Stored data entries
//! Comparison rules: against sibling fields, fixed sets and acceptance words.

use super::{ensure, ensure_plain, non_empty_params, single_param};
use crate::error::{ConfigError, Failure, RuleResult};
use crate::rule::{Check, RuleContext};
use crate::value::Value;

/// Reads the sibling `other`, absence counting as `null`.
fn other_value<'a>(ctx: &RuleContext<'a>, other: &str) -> &'a Value {
    static NULL: Value = Value::Null;
    ctx.sibling(other).unwrap_or(&NULL)
}

// ============================================================================
// SIBLINGS
// ============================================================================

/// Strictly equal to the sibling `other`.
///
/// Runs on absent values too: two absent fields are equal.
#[derive(Debug, Clone, PartialEq, Eq)]
pub struct Equals {
    other: String,
}

impl Equals {
    pub fn new(other: impl Into<String>) -> Self {
        Self {
            other: other.into(),
        }
    }

    pub fn from_params(params: &[String]) -> Result<Self, ConfigError> {
        Ok(Self::new(single_param("equals", params)?))
    }
}

impl Check for Equals {
    fn check(&self, ctx: &RuleContext<'_>) -> RuleResult {
        ensure(ctx.value_or_null() == other_value(ctx, &self.other), || {
            Failure::new().with_param("other", self.other.clone())
        })
    }
}

/// Different from the sibling `other`.
#[derive(Debug, Clone, PartialEq, Eq)]
pub struct Different {
    other: String,
}

impl Different {
    pub fn new(other: impl Into<String>) -> Self {
        Self {
            other: other.into(),
        }
    }

    pub fn from_params(params: &[String]) -> Result<Self, ConfigError> {
        Ok(Self::new(single_param("different", params)?))
    }
}

impl Check for Different {
    fn check(&self, ctx: &RuleContext<'_>) -> RuleResult {
        if ctx.is_null() {
            return Ok(());
        }
        ensure(ctx.value_or_null() != other_value(ctx, &self.other), || {
            Failure::new().with_param("other", self.other.clone())
        })
    }
}

// ============================================================================
// SETS
// ============================================================================

/// A set of allowed or forbidden values, compared by textual form.
#[derive(Debug, Clone, PartialEq, Eq)]
struct ValueSet {
    members: Vec<String>,
}

impl ValueSet {
    fn contains(&self, value: &Value) -> bool {
        value
            .as_text()
            .is_some_and(|text| self.members.iter().any(|member| *member == text))
    }

    fn failure(&self) -> Failure {
        Failure::new().with_param("set", self.members.join(", "))
    }
}

/// One of the listed values.
#[derive(Debug, Clone, PartialEq, Eq)]
pub struct In {
    set: ValueSet,
}

impl In {
    pub fn from_params(params: &[String]) -> Result<Self, ConfigError> {
        Ok(Self {
            set: ValueSet {
                members: non_empty_params("in", params)?,
            },
        })
    }
}

impl Check for In {
    fn check(&self, ctx: &RuleContext<'_>) -> RuleResult {
        if ctx.is_null() {
            return Ok(());
        }
        ensure(self.set.contains(ctx.value_or_null()), || self.set.failure())
    }
}

/// None of the listed values.
#[derive(Debug, Clone, PartialEq, Eq)]
pub struct NotIn {
    set: ValueSet,
}

impl NotIn {
    pub fn from_params(params: &[String]) -> Result<Self, ConfigError> {
        Ok(Self {
            set: ValueSet {
                members: non_empty_params("notin", params)?,
            },
        })
    }
}

impl Check for NotIn {
    fn check(&self, ctx: &RuleContext<'_>) -> RuleResult {
        if ctx.is_null() {
            return Ok(());
        }
        ensure(!self.set.contains(ctx.value_or_null()), || self.set.failure())
    }
}

// ============================================================================
// ACCEPTANCE
// ============================================================================

fn is_accepted(value: &Value) -> bool {
    match value {
        Value::Bool(b) => *b,
        Value::Number(n) => n.as_i64() == Some(1),
        Value::String(s) => matches!(s.as_str(), "yes" | "on" | "1"),
        _ => false,
    }
}

/// `true`, `1`, `"1"`, `"yes"` or `"on"`, as sent by checkboxes.
#[derive(Debug, Clone, Copy, Default, PartialEq, Eq)]
pub struct Accepted;

impl Check for Accepted {
    fn check(&self, ctx: &RuleContext<'_>) -> RuleResult {
        if ctx.is_null() {
            return Ok(());
        }
        ensure_plain(is_accepted(ctx.value_or_null()))
    }
}

/// Anything but an [`Accepted`] value.
#[derive(Debug, Clone, Copy, Default, PartialEq, Eq)]
pub struct NotAccepted;

impl Check for NotAccepted {
    fn check(&self, ctx: &RuleContext<'_>) -> RuleResult {
        if ctx.is_null() {
            return Ok(());
        }
        ensure_plain(!is_accepted(ctx.value_or_null()))
    }
}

Required action>
Line by line, retype all of the entries.

Completed task>
//! Comparison rules: against sibling fields, fixed sets and acceptance words.

use super::{ensure, ensure_plain, non_empty_params, single_param};
use crate::error::{ConfigError, Failure, RuleResult};
use crate::rule::{Check, RuleContext};
use crate::value::Value;

/// Reads the sibling `other`, absence counting as `null`.
fn other_value<'a>(ctx: &RuleContext<'a>, other: &str) -> &'a Value {
    static NULL: Value = Value::Null;
    ctx.sibling(other).unwrap_or(&NULL)
}

// ============================================================================
// SIBLINGS
// ============================================================================

/// Strictly equal to the sibling `other`.
///
/// Runs on absent values too: two absent fields are equal.
#[derive(Debug, Clone, PartialEq, Eq)]
pub struct Equals {
    other: String,
}

impl Equals {
    pub fn new(other: impl Into<String>) -> Self {
        Self {
            other: other.into(),
        }
    }

    pub fn from_params(params: &[String]) -> Result<Self, ConfigError> {
        Ok(Self::new(single_param("equals", params)?))
    }
}

impl Check for Equals {
    fn check(&self, ctx: &RuleContext<'_>) -> RuleResult {
        ensure(ctx.value_or_null() == other_value(ctx, &self.other), || {
            Failure::new().with_param("other", self.other.clone())
        })
    }
}

/// Different from the sibling `other`.
#[derive(Debug, Clone, PartialEq, Eq)]
pub struct Different {
    other: String,
}

impl Different {
    pub fn new(other: impl Into<String>) -> Self {
        Self {
            other: other.into(),
        }
    }

    pub fn from_params(params: &[String]) -> Result<Self, ConfigError> {
        Ok(Self::new(single_param("different", params)?))
    }
}

impl Check for Different {
    fn check(&self, ctx: &RuleContext<'_>) -> RuleResult {
        if ctx.is_null() {
            return Ok(());
        }
        ensure(ctx.value_or_null() != other_value(ctx, &self.other), || {
            Failure::new().with_param("other", self.other.clone())
        })
    }
}

// ============================================================================
// SETS
// ============================================================================

/// A set of allowed or forbidden values, compared by textual form.
#[derive(Debug, Clone, PartialEq, Eq)]
struct ValueSet {
    members: Vec<String>,
}

impl ValueSet {
    fn contains(&self, value: &Value) -> bool {
        value
            .as_text()
            .is_some_and(|text| self.members.iter().any(|member| *member == text))
    }

    fn failure(&self) -> Failure {
        Failure::new().with_param("set", self.members.join(", "))
    }
}

/// One of the listed values.
#[derive(Debug, Clone, PartialEq, Eq)]
pub struct In {
    set: ValueSet,
}

impl In {
    pub fn from_params(params: &[String]) -> Result<Self, ConfigError> {
        Ok(Self {
            set: ValueSet {
                members: non_empty_params("in", params)?,
            },
        })
    }
}

impl Check for In {
    fn check(&self, ctx: &RuleContext<'_>) -> RuleResult {
        if ctx.is_null() {
            return Ok(());
        }
        ensure(self.set.contains(ctx.value_or_null()), || self.set.failure())
    }
}

/// None of the listed values.
#[derive(Debug, Clone, PartialEq, Eq)]
pub struct NotIn {
    set: ValueSet,
}

impl NotIn {
    pub fn from_params(params: &[String]) -> Result<Self, ConfigError> {
        Ok(Self {
            set: ValueSet {
                members: non_empty_params("notin", params)?,
            },
        })
    }
}

impl Check for NotIn {
    fn check(&self, ctx: &RuleContext<'_>) -> RuleResult {
        if ctx.is_null() {
            return Ok(());
        }
        ensure(!self.set.contains(ctx.value_or_null()), || self.set.failure())
    }
}

// ============================================================================
// ACCEPTANCE
// ============================================================================

fn is_accepted(value: &Value) -> bool {
    match value {
        Value::Bool(b) => *b,
        Value::Number(n) => n.as_i64() == Some(1),
        Value::String(s) => matches!(s.as_str(), "yes" | "on" | "1"),
        _ => false,
    }
}

/// `true`, `1`, `"1"`, `"yes"` or `"on"`, as sent by checkboxes.
#[derive(Debug, Clone, Copy, Default, PartialEq, Eq)]
pub struct Accepted;

impl Check for Accepted {
    fn check(&self, ctx: &RuleContext<'_>) -> RuleResult {
        if ctx.is_null() {
            return Ok(());
        }
        ensure_plain(is_accepted(ctx.value_or_null()))
    }
}

/// Anything but an [`Accepted`] value.
#[derive(Debug, Clone, Copy, Default, PartialEq, Eq)]
pub struct NotAccepted;

impl Check for NotAccepted {
    fn check(&self, ctx: &RuleContext<'_>) -> RuleResult {
        if ctx.is_null() {
            return Ok(());
        }
        ensure_plain(!is_accepted(ctx.value_or_null()))
    }
}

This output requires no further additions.